Output only the lines below from the one containing "pub(crate) fn append(&mut" to the one containing "whatever the outcome.", exactly as written, both ends kept.

(Beginning of Supplied entries)

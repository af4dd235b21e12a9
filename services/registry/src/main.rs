//! OCI registry server
//!
//! Serves an in-memory registry. Run with:
//! `cargo run -p oci-registry --features cli -- --listen 127.0.0.1:5000`

use std::net::SocketAddr;
use std::path::PathBuf;

use clap::Parser;
use oci_registry::{MemoryRegistry, RegistryBuilder, RegistryConfig};
use tracing_subscriber::EnvFilter;

/// An in-memory OCI distribution registry
#[derive(Debug, Parser)]
#[command(version, about)]
struct Args {
    /// TOML configuration file
    #[arg(short, long)]
    config: Option<PathBuf>,

    /// Address to listen on, overriding the configuration file
    #[arg(short, long)]
    listen: Option<SocketAddr>,
}

#[tokio::main]
async fn main() -> Result<(), Box<dyn std::error::Error>> {
    tracing_subscriber::fmt()
        .with_env_filter(
            EnvFilter::try_from_default_env().unwrap_or_else(|_| EnvFilter::new("info")),
        )
        .init();

    let args = Args::parse();
    let mut config = match &args.config {
        Some(path) => RegistryConfig::from_file(path)?,
        None => RegistryConfig::default(),
    };
    if let Some(listen) = args.listen {
        config.listen = listen;
    }

    let app = RegistryBuilder::new()
        .backend(MemoryRegistry::new())
        .config(&config)
        .build();

    let listener = tokio::net::TcpListener::bind(config.listen).await?;
    tracing::info!("OCI Registry listening on http://{}", listener.local_addr()?);

    axum::serve(listener, app).await?;

    Ok(())
}
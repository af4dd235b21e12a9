//! Resumable blob upload sessions
//!
//! A session is created by [`Uploads::start`], grows by contiguous chunks, and
//! ends either by being taken for completion or by being cancelled. Sessions
//! live only in memory.
//!
//! Each session has its own lock. [`Uploads`] only hands out handles, so the
//! registry lock is never held while a chunk is copied or hashed.

use std::collections::HashMap;
use std::sync::Arc;

use bytes::{Bytes, BytesMut};
use chrono::{DateTime, Utc};
use parking_lot::Mutex;

use crate::backend::UploadStatus;
use crate::digest::{Algorithm, Digest, Digester};
use crate::error::{RegistryError, RegistryResult};

/// Where a live session is in its lifecycle.
///
/// Completed and cancelled sessions are removed from [`Uploads`]; `Closed`
/// is only seen by a request that looked the session up just before that.
#[derive(Debug, Clone, Copy, PartialEq, Eq)]
pub(crate) enum UploadState {
    /// Opened, no bytes received yet
    Started,
    /// At least one chunk received
    Uploading,
    /// Handed over for completion
    Closed,
}

/// A shared handle to one session.
pub(crate) type SessionHandle = Arc<Mutex<UploadSession>>;

/// An in-progress blob upload.
#[derive(Debug)]
pub(crate) struct UploadSession {
    id: String,
    repo: String,
    state: UploadState,
    data: BytesMut,
    digester: Digester,
    started: DateTime<Utc>,
}

impl UploadSession {
    fn new(repo: &str) -> Self {
        Self {
            id: uuid::Uuid::new_v4().to_string(),
            repo: repo.to_string(),
            state: UploadState::Started,
            data: BytesMut::new(),
            digester: Digester::new(Algorithm::Sha256),
            started: Utc::now(),
        }
    }

    /// Bytes received so far.
    pub(crate) fn offset(&self) -> u64 {
        self.data.len() as u64
    }

    pub(crate) fn state(&self) -> UploadState {
        self.state
    }

    pub(crate) fn status(&self) -> UploadStatus {
        UploadStatus {
            id: self.id.clone(),
            repo: self.repo.clone(),
            offset: self.offset(),
        }
    }

    /// Append `chunk`, which must start at the current end of the upload
    /// when `offset` is given.
    pub(crate) fn append(&mut self, offset: Option<u64>, chunk: &[u8]) -> RegistryResult<u64> {
        if self.state == UploadState::Closed {
            return Err(RegistryError::BlobUploadUnknown(self.id.clone()));
        }
        let expected = self.offset();
        match offset {
            Some(offset) if offset != expected => {
                return Err(RegistryError::UploadRangeInvalid { expected, offset });
            }
            _ => {}
        }

        self.data.extend_from_slice(chunk);
        self.digester.update(chunk);
        self.state = UploadState::Uploading;
        Ok(self.offset())
    }

    /// Verify the accumulated bytes against `expected` and hand them over.
    ///
    /// The session is closed afterwards, whatever the outcome.
    pub(crate) fn finish(&mut self, expected: &Digest) -> RegistryResult<Bytes> {
        if self.state == UploadState::Closed {
            return Err(RegistryError::BlobUploadUnknown(self.id.clone()));
        }
        self.state = UploadState::Closed;

        let data = std::mem::take(&mut self.data);
        let digester = std::mem::replace(&mut self.digester, Digester::new(Algorithm::Sha256));
        let actual = if expected.algorithm() == digester.algorithm() {
            digester.finish()
        } else {
            expected.algorithm().digest(&data)
        };

        if actual != *expected {
            tracing::debug!(id = %self.id, %expected, %actual, "upload digest mismatch");
            return Err(RegistryError::DigestMismatch {
                expected: expected.clone(),
                actual,
            });
        }

        tracing::trace!(
            id = %self.id,
            elapsed = %(Utc::now() - self.started),
            size = data.len(),
            "upload complete"
        );
        Ok(data.freeze())
    }
}

/// A live session and the repository it belongs to.
///
/// The repository is kept outside the session lock so lookups never wait on
/// a chunk in progress.
#[derive(Debug)]
struct Slot {
    repo: String,
    session: SessionHandle,
}

/// All live upload sessions, keyed by session id.
#[derive(Debug, Default)]
pub(crate) struct Uploads {
    sessions: HashMap<String, Slot>,
}

impl Uploads {
    /// Open a new session for `repo`.
    pub(crate) fn start(&mut self, repo: &str) -> UploadStatus {
        let session = UploadSession::new(repo);
        let status = session.status();
        self.sessions.insert(
            status.id.clone(),
            Slot {
                repo: repo.to_string(),
                session: Arc::new(Mutex::new(session)),
            },
        );
        status
    }

    /// Look up a session, which must belong to `repo`.
    pub(crate) fn get(&self, repo: &str, id: &str) -> RegistryResult<SessionHandle> {
        self.sessions
            .get(id)
            .filter(|slot| slot.repo == repo)
            .map(|slot| slot.session.clone())
            .ok_or_else(|| RegistryError::BlobUploadUnknown(id.to_string()))
    }

    /// Remove a session, returning it.
    pub(crate) fn take(&mut self, repo: &str, id: &str) -> RegistryResult<SessionHandle> {
        self.get(repo, id)?;
        self.sessions
            .remove(id)
            .map(|slot| slot.session)
            .ok_or_else(|| RegistryError::BlobUploadUnknown(id.to_string()))
    }

    #[cfg(test)]
    pub(crate) fn len(&self) -> usize {
        self.sessions.len()
    }
}
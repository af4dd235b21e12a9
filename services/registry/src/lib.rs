//! # OCI Container Registry
//!
//! This crate implements a container registry server following the
//! [OCI Distribution Specification](https://github.com/opencontainers/distribution-spec).
//!
//! ## Features
//!
//! - Blob storage, range reads and deletion
//! - Resumable chunked uploads, monolithic uploads and cross-repository mounts
//! - Manifests addressed by tag and by digest, with index validation
//! - Paginated tag and repository listings
//! - The referrers API
//! - Pluggable storage via the [`Backend`] trait, with an in-memory
//!   [`MemoryRegistry`] as the default
//!
//! ## Example
//!
//! ```no_run
//! use oci_registry::{MemoryRegistry, RegistryBuilder};
//!
//! # async fn example() -> Result<(), Box<dyn std::error::Error>> {
//! let registry = RegistryBuilder::new()
//!     .backend(MemoryRegistry::new())
//!     .mount_fallback(true)
//!     .build();
//!
//! // Use the registry service with axum or any tower-compatible server
//! # Ok(())
//! # }
//! ```

mod api;
mod backend;
mod blob;
mod config;
pub mod descriptor;
mod digest;
mod error;
mod listing;
mod manifest;
mod reference;
mod request;
mod store;
mod upload;
mod validate;

pub use api::RegistryBuilder;
pub use backend::{Backend, Content, ManifestMetadata, StoredManifest, UploadStatus};
#[cfg(feature = "cli")]
pub use config::ConfigError;
pub use config::RegistryConfig;
pub use descriptor::{Descriptor, Index};
pub use digest::{Algorithm, Digest, DigestError, Digester};
pub use error::{RegistryError, RegistryResult};
pub use listing::Listing;
pub use reference::{InvalidTag, Reference, ReferenceError, Tag, is_valid_repository};
pub use request::{API_PREFIX, Page, ParseError, Request};
pub use store::MemoryRegistry;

(End of Supplied entries)

Solution for this problem →
    pub(crate) fn append(&mut self, offset: Option<u64>, chunk: &[u8]) -> RegistryResult<u64> {
        if self.state == UploadState::Closed {
            return Err(RegistryError::BlobUploadUnknown(self.id.clone()));
        }
        let expected = self.offset();
        match offset {
            Some(offset) if offset != expected => {
                return Err(RegistryError::UploadRangeInvalid { expected, offset });
            }
            _ => {}
        }

        self.data.extend_from_slice(chunk);
        self.digester.update(chunk);
        self.state = UploadState::Uploading;
        Ok(self.offset())
    }

    /// Verify the accumulated bytes against `expected` and hand them over.
    ///
    /// The session is closed afterwards, whatever the outcome.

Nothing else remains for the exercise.